The proposed location of the Nova Tidal Array is in the Petit Passage Marine Renewable Energy Area.
The array would be developed in three 0.5 MW phases. Turbines will be deployed gradually within each phase, so that environmental effects can be carefully monitored, the company said.
The first 0.5 MW will be further split into two phases to enable deployment and environmental monitoring of a single turbine first (Phase 1a), before the next four turbines are added to the array (Phase 1b).
Each phase of the project will be monitored to build an understanding of any environmental effects of the turbines before the next phase proceeds.
Nova is currently discussing the best approach to phasing with the Nova Scotia and Federal Government, First Nation Communities, the fishing community and local residents. Significant work will be carried out to gather information on the marine environment in Petit Passage before Nova deploys the first turbine.

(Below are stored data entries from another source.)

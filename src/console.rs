use std::fmt::Write;

use crate::cell::CellKind;
use crate::readings::{read_cells, setup_progress, summarize, to_csv};
use crate::session::{Phase, Session};
use crate::temperature::TemperatureSource;

pub const HELP: &str = "\
Commands:
  add <lfp|nmc>        add a cell (setup step)
  continue             go to monitoring (needs at least one cell)
  current <n> <amps>   set the current of cell #n (monitoring step)
  back                 return to setup
  reset                clear all cells
  show                 print the current step
  table                print the detailed cell data
  csv                  print the detailed cell data as CSV
  help                 print this text
  quit                 exit";

#[derive(Debug, Clone, PartialEq)]
pub enum Command {
    Add(CellKind),
    SetCurrent { position: usize, current_a: f64 },
    Continue,
    Back,
    Reset,
    Show,
    Table,
    Csv,
    Help,
    Quit,
}

pub fn parse_command(line: &str) -> Result<Command, String> {
    let mut words = line.split_whitespace();
    let verb = words.next().unwrap_or("").to_ascii_lowercase();
    let command = match verb.as_str() {
        "add" => {
            let kind = words.next().ok_or("usage: add <lfp|nmc>")?;
            Command::Add(kind.parse()?)
        }
        "current" => {
            let position = words
                .next()
                .and_then(|w| w.parse::<usize>().ok())
                .ok_or("usage: current <n> <amps>")?;
            let current_a = words
                .next()
                .and_then(|w| w.parse::<f64>().ok())
                .ok_or("usage: current <n> <amps>")?;
            Command::SetCurrent {
                position,
                current_a,
            }
        }
        "continue" => Command::Continue,
        "back" => Command::Back,
        "reset" => Command::Reset,
        "show" | "" => Command::Show,
        "table" => Command::Table,
        "csv" => Command::Csv,
        "help" => Command::Help,
        "quit" | "exit" => Command::Quit,
        other => return Err(format!("unknown command '{}', try 'help'", other)),
    };
    Ok(command)
}

/// Apply `command` to the session and render what the user should see next.
pub fn execute<T: TemperatureSource>(session: &mut Session<T>, command: &Command) -> String {
    match command {
        Command::Add(kind) => {
            if session.phase() != Phase::Setup {
                return "Cells can only be added during setup; use 'back' first.".to_string();
            }
            if session.add_cell(Some(*kind)) {
                render(session)
            } else {
                format!(
                    "Cannot add more cells: limit of {} reached.",
                    session.config().max_cells
                )
            }
        }
        Command::SetCurrent {
            position,
            current_a,
        } => {
            if session.phase() != Phase::Monitor {
                return "Currents are set on the monitoring step; use 'continue' first."
                    .to_string();
            }
            let Some(id) = position
                .checked_sub(1)
                .and_then(|i| session.cells().get(i))
                .map(|cell| cell.id.clone())
            else {
                return format!("No cell #{}.", position);
            };
            session.set_current(&id, *current_a);
            render(session)
        }
        Command::Continue => {
            if session.continue_to_monitor() || session.phase() == Phase::Monitor {
                render(session)
            } else {
                "Add at least one cell before continuing.".to_string()
            }
        }
        Command::Back => {
            session.back_to_setup();
            render(session)
        }
        Command::Reset => {
            session.reset();
            render(session)
        }
        Command::Show => render(session),
        Command::Table => table(session),
        Command::Csv => match to_csv(&read_cells(session)) {
            Ok(csv) => csv,
            Err(e) => {
                log::error!("CSV export failed: {}", e);
                format!("CSV export failed: {}", e)
            }
        },
        Command::Help => HELP.to_string(),
        Command::Quit => String::new(),
    }
}

/// Step header, quick stats and the step-specific body.
pub fn render<T: TemperatureSource>(session: &Session<T>) -> String {
    let mut out = String::new();
    let _ = writeln!(out, "== {} ==", session.phase().title());

    let summary = summarize(session.cells());
    if summary.total_cells > 0 {
        let _ = writeln!(
            out,
            "Total Cells: {} | Avg Temperature: {} | Total Capacity: {}",
            summary.total_cells,
            summary.avg_temperature_label(),
            summary.total_capacity_label()
        );
    }

    match session.phase() {
        Phase::Setup => {
            for (idx, cell) in session.cells().iter().enumerate() {
                let _ = writeln!(out, "  Cell #{}: {} (ready)", idx + 1, cell.kind);
            }
            let (_, caption) = setup_progress(session);
            let _ = write!(out, "Progress: {}", caption);
        }
        Phase::Monitor => {
            for reading in read_cells(session) {
                let _ = writeln!(
                    out,
                    "  {:<12} {:>4.1} V {:>6.1} A {:>5.1} °C {:>7.2} Ah  [{:<10}]",
                    reading.label,
                    reading.voltage,
                    reading.current,
                    reading.temperature,
                    reading.capacity,
                    "#".repeat((reading.level_percent / 10.0).round() as usize)
                );
            }
            out.pop();
        }
    }
    out
}

fn table<T: TemperatureSource>(session: &Session<T>) -> String {
    let mut out = format!(
        "{:<12} {:>11} {:>11} {:>16} {:>13} {:>5}",
        "Cell", "Voltage (V)", "Current (A)", "Temperature (°C)", "Capacity (Ah)", "Type"
    );
    for r in read_cells(session) {
        let _ = write!(
            out,
            "\n{:<12} {:>11} {:>11} {:>16} {:>13} {:>5}",
            r.label, r.voltage, r.current, r.temperature, r.capacity, r.kind
        );
    }
    out
}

The array will use the Nova M100-D (100 kW) turbine. This consists of a two-bladed rotor, with a watertight steel cover enclosing the drivetrain, supported on a steel gravity base frame.
The Nova M100-D sits on the seabed and provides ample draft clearance for marine traffic. Use of a gravity base frame means no seabed drilling or additional site works are required and decommissioning is straightforward.

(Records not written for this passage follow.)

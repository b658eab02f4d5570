use web_sys::HtmlSelectElement;
use yew::prelude::*;

use crate::cell::{Cell, CellKind};

pub struct SetupView<'a> {
    pub cells: &'a [Cell],
    pub selected_kind: Option<CellKind>,
    pub can_add: bool,
    pub progress: f64,
    pub caption: String,
    pub on_select: Callback<Option<CellKind>>,
    pub on_add: Callback<MouseEvent>,
    pub on_continue: Callback<MouseEvent>,
}

/// Step 1: pick cell kinds one at a time, preview what was added.
pub fn view(setup: SetupView<'_>) -> Html {
    let on_change = setup.on_select.reform(|e: Event| {
        let select: HtmlSelectElement = e.target_unchecked_into();
        select.value().parse::<CellKind>().ok()
    });

    html! {
        <section>
            <h2>{ "Step 1: Add Your Battery Cells" }</h2>
            <p>{ "Select LFP (Lithium Iron Phosphate) or NMC (Nickel Manganese Cobalt)" }</p>

            <label>
                { format!("Cell #{} Type: ", setup.cells.len() + 1) }
                <select onchange={on_change}>
                    <option value="" selected={setup.selected_kind.is_none()}>{ "Select cell type..." }</option>
                    { for CellKind::ALL.iter().map(|kind| html! {
                        <option value={kind.label()} selected={setup.selected_kind == Some(*kind)}>
                            { kind.label() }
                        </option>
                    }) }
                </select>
            </label>
            <button onclick={setup.on_add} disabled={!setup.can_add}>{ "Add Cell" }</button>

            if !setup.cells.is_empty() {
                <>
                    <h3>{ "Added Cells Preview" }</h3>
                    <div style="display: grid; grid-template-columns: repeat(4, 1fr); gap: 0.5rem;">
                        { for setup.cells.iter().enumerate().map(|(idx, cell)| preview_card(idx, cell)) }
                    </div>
                    { super::progress_bar(setup.progress, "#667eea") }
                    <p><strong>{ "Progress: " }</strong>{ setup.caption }</p>
                    <button onclick={setup.on_continue}>{ "Continue to Monitoring Dashboard" }</button>
                </>
            }
        </section>
    }
}

fn preview_card(idx: usize, cell: &Cell) -> Html {
    html! {
        <div style={format!("background: {}; color: white; padding: 1rem; border-radius: 15px;", cell.kind.color())}>
            <h3>{ format!("Cell #{}", idx + 1) }</h3>
            <p><strong>{ "Type: " }</strong>{ cell.kind.label() }</p>
            <p><strong>{ "Status: " }</strong>{ "Ready" }</p>
        </div>
    }
}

Nova Innovation CEO, Simon Forrest, said: “We have been working for a number of years towards developing a tidal energy project in Nova Scotia.

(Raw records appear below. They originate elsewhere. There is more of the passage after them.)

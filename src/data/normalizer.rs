//! Quote normalizer.
//!
//! Converts raw per-bookmaker market payloads into canonical `Outcome`
//! records for exactly one designated bookmaker, and derives the
//! structured market favorite for each event. Malformed outcomes are
//! dropped (logged at debug level); siblings keep flowing.

use chrono::{DateTime, Utc};
use tracing::{debug, warn};

use super::{parse_number, RawBookmaker, RawEvent, RawMarket, RawOutcome};
use crate::types::{
    BetCategory, Event, League, MarketFavorite, Outcome, Record, Selection, Side, TeamContext,
};

// ---------------------------------------------------------------------------
// Market keys
// ---------------------------------------------------------------------------

/// Map a feed market key to a bet category. Unknown keys are skipped.
pub fn category_for(market_key: &str) -> Option<BetCategory> {
    let key = market_key.trim().to_lowercase();
    if key == "spreads" || key.starts_with("spreads_") || key == "alternate_spreads" {
        Some(BetCategory::Spread)
    } else if key == "h2h" || key.starts_with("h2h_") {
        Some(BetCategory::Moneyline)
    } else if key == "totals" || key.starts_with("totals_") || key == "alternate_totals" {
        Some(BetCategory::Total)
    } else if key.starts_with("player_") {
        Some(BetCategory::PlayerProp)
    } else {
        None
    }
}

// ---------------------------------------------------------------------------
// Normalizer
// ---------------------------------------------------------------------------

/// Turns raw feed events into canonical events with owned outcomes.
#[derive(Debug, Clone)]
pub struct QuoteNormalizer {
    preferred_bookmaker: String,
}

impl QuoteNormalizer {
    pub fn new(preferred_bookmaker: impl Into<String>) -> Self {
        Self {
            preferred_bookmaker: preferred_bookmaker.into(),
        }
    }

    /// Normalize a batch of raw events. Events with an unknown league, no
    /// id or a missing competitor are skipped.
    pub fn normalize_all(&self, raw: &[RawEvent]) -> Vec<Event> {
        raw.iter().filter_map(|r| self.normalize_event(r)).collect()
    }

    /// Normalize one raw event.
    pub fn normalize_event(&self, raw: &RawEvent) -> Option<Event> {
        let id = raw.id.trim();
        if id.is_empty() {
            warn!(home = %raw.home_team, away = %raw.away_team, "Skipping event with no id");
            return None;
        }

        let league: League = match raw.league.parse() {
            Ok(l) => l,
            Err(e) => {
                warn!(event_id = %id, error = %e, "Skipping event");
                return None;
            }
        };

        let home = raw.home_team.trim();
        let away = raw.away_team.trim();
        if home.is_empty() || away.is_empty() {
            warn!(event_id = %id, "Skipping event with missing competitor");
            return None;
        }

        let start = raw.commence_time.as_deref().and_then(|t| {
            DateTime::parse_from_rfc3339(t.trim())
                .map(|dt| dt.with_timezone(&Utc))
                .map_err(|e| debug!(event_id = %id, error = %e, "Unparseable start time"))
                .ok()
        });

        let outcomes = self.normalize_outcomes(id, home, away, &raw.bookmakers);
        let favorite = market_favorite(&outcomes);

        debug!(
            event_id = %id,
            league = %league,
            outcomes = outcomes.len(),
            favorite = ?favorite,
            "Event normalized"
        );

        Some(Event {
            league,
            id: id.to_string(),
            home: home.to_string(),
            away: away.to_string(),
            start,
            favorite,
            home_context: TeamContext {
                record: raw.home_record.as_deref().and_then(Record::parse),
                rest_days: raw.home_rest_days,
            },
            away_context: TeamContext {
                record: raw.away_record.as_deref().and_then(Record::parse),
                rest_days: raw.away_rest_days,
            },
            outcomes,
        })
    }

    /// Flatten the designated bookmaker's markets into outcomes.
    /// No bookmaker entry yields an empty sequence.
    pub fn normalize_outcomes(
        &self,
        event_id: &str,
        home: &str,
        away: &str,
        bookmakers: &[RawBookmaker],
    ) -> Vec<Outcome> {
        let Some(book) = self.designated_bookmaker(bookmakers) else {
            debug!(event_id, "No bookmaker data");
            return Vec::new();
        };
        let book_label = if book.title.trim().is_empty() {
            book.key.clone()
        } else {
            book.title.clone()
        };

        let mut outcomes = Vec::new();
        for market in &book.markets {
            let Some(category) = category_for(&market.key) else {
                debug!(event_id, market = %market.key, "Skipping unknown market");
                continue;
            };
            for raw in &market.outcomes {
                match normalize_outcome(event_id, home, away, &book_label, market, category, raw) {
                    Some(o) => outcomes.push(o),
                    None => debug!(
                        event_id,
                        market = %market.key,
                        name = ?raw.name,
                        "Dropping malformed outcome"
                    ),
                }
            }
        }
        outcomes
    }

    /// Preferred bookmaker (key or title, case-insensitive) if present,
    /// else the first available.
    pub fn designated_bookmaker<'a>(&self, bookmakers: &'a [RawBookmaker]) -> Option<&'a RawBookmaker> {
        let preferred = self.preferred_bookmaker.trim();
        bookmakers
            .iter()
            .find(|b| {
                !preferred.is_empty()
                    && (b.key.eq_ignore_ascii_case(preferred) || b.title.eq_ignore_ascii_case(preferred))
            })
            .or_else(|| bookmakers.first())
    }
}

fn normalize_outcome(
    event_id: &str,
    home: &str,
    away: &str,
    bookmaker: &str,
    market: &RawMarket,
    category: BetCategory,
    raw: &RawOutcome,
) -> Option<Outcome> {
    let name = raw.name.as_deref().map(str::trim).filter(|n| !n.is_empty())?;

    // Absent price is allowed; a present but unparseable one is not.
    let price = match &raw.price {
        None => None,
        Some(v) if v.is_null() => None,
        Some(v) => Some(american_price(parse_number(v)?)?),
    };

    let line = match &raw.point {
        None => None,
        Some(v) if v.is_null() => None,
        Some(v) => Some(parse_number(v)?),
    };
    if line.is_none() && category != BetCategory::Moneyline {
        return None;
    }

    let (selection, subject) = match category {
        BetCategory::Total => (Some(over_under(name)?), None),
        BetCategory::PlayerProp => {
            let player = raw
                .description
                .as_deref()
                .map(str::trim)
                .filter(|d| !d.is_empty())?;
            (over_under(name), Some(player.to_string()))
        }
        BetCategory::Spread | BetCategory::Moneyline => {
            let selection = if name.eq_ignore_ascii_case("draw") || name.eq_ignore_ascii_case("tie") {
                Selection::Draw
            } else if name.eq_ignore_ascii_case(home) {
                Selection::Home
            } else if name.eq_ignore_ascii_case(away) {
                Selection::Away
            } else {
                return None;
            };
            (Some(selection), None)
        }
    };

    Some(Outcome {
        event_id: event_id.to_string(),
        category,
        market_key: market.key.trim().to_lowercase(),
        target: name.to_string(),
        selection,
        subject,
        line: if category == BetCategory::Moneyline { None } else { line },
        price,
        bookmaker: bookmaker.to_string(),
    })
}

/// Round to an integer American price; |price| < 100 is not American odds.
fn american_price(value: f64) -> Option<i32> {
    let rounded = value.round();
    if rounded.abs() < 100.0 || rounded.abs() > 100_000.0 {
        return None;
    }
    Some(rounded as i32)
}

fn over_under(name: &str) -> Option<Selection> {
    if name.eq_ignore_ascii_case("over") {
        Some(Selection::Over)
    } else if name.eq_ignore_ascii_case("under") {
        Some(Selection::Under)
    } else {
        None
    }
}

/// Structured favorite: the negative spread side, else the cheaper
/// moneyline side (line 0.0).
pub fn market_favorite(outcomes: &[Outcome]) -> Option<MarketFavorite> {
    let from_spread = outcomes
        .iter()
        .filter(|o| o.category == BetCategory::Spread)
        .find_map(|o| {
            let side = o.selection.and_then(|s| s.side())?;
            let line = o.line?;
            (line < 0.0).then_some(MarketFavorite { side, line })
        });
    if from_spread.is_some() {
        return from_spread;
    }

    let mut best: Option<(Side, i32)> = None;
    for o in outcomes.iter().filter(|o| o.category == BetCategory::Moneyline) {
        let (Some(side), Some(price)) = (o.selection.and_then(|s| s.side()), o.price) else {
            continue;
        };
        if best.map_or(true, |(_, p)| price < p) {
            best = Some((side, price));
        }
    }
    best.map(|(side, _)| MarketFavorite { side, line: 0.0 })
}

// ---------------------------------------------------------------------------
// Tests
// ---------------------------------------------------------------------------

“If approved, this project will help place Nova Scotia at the forefront of the industry, positioning the province as a global leader and centre of excellence in tidal energy. In addition, the region will benefit from the creation of skilled jobs with Nova and in the wider supply chain.
“Nova have a strong track record in collaboration and successful project delivery and look forward to working with stakeholders to deliver this exciting project.”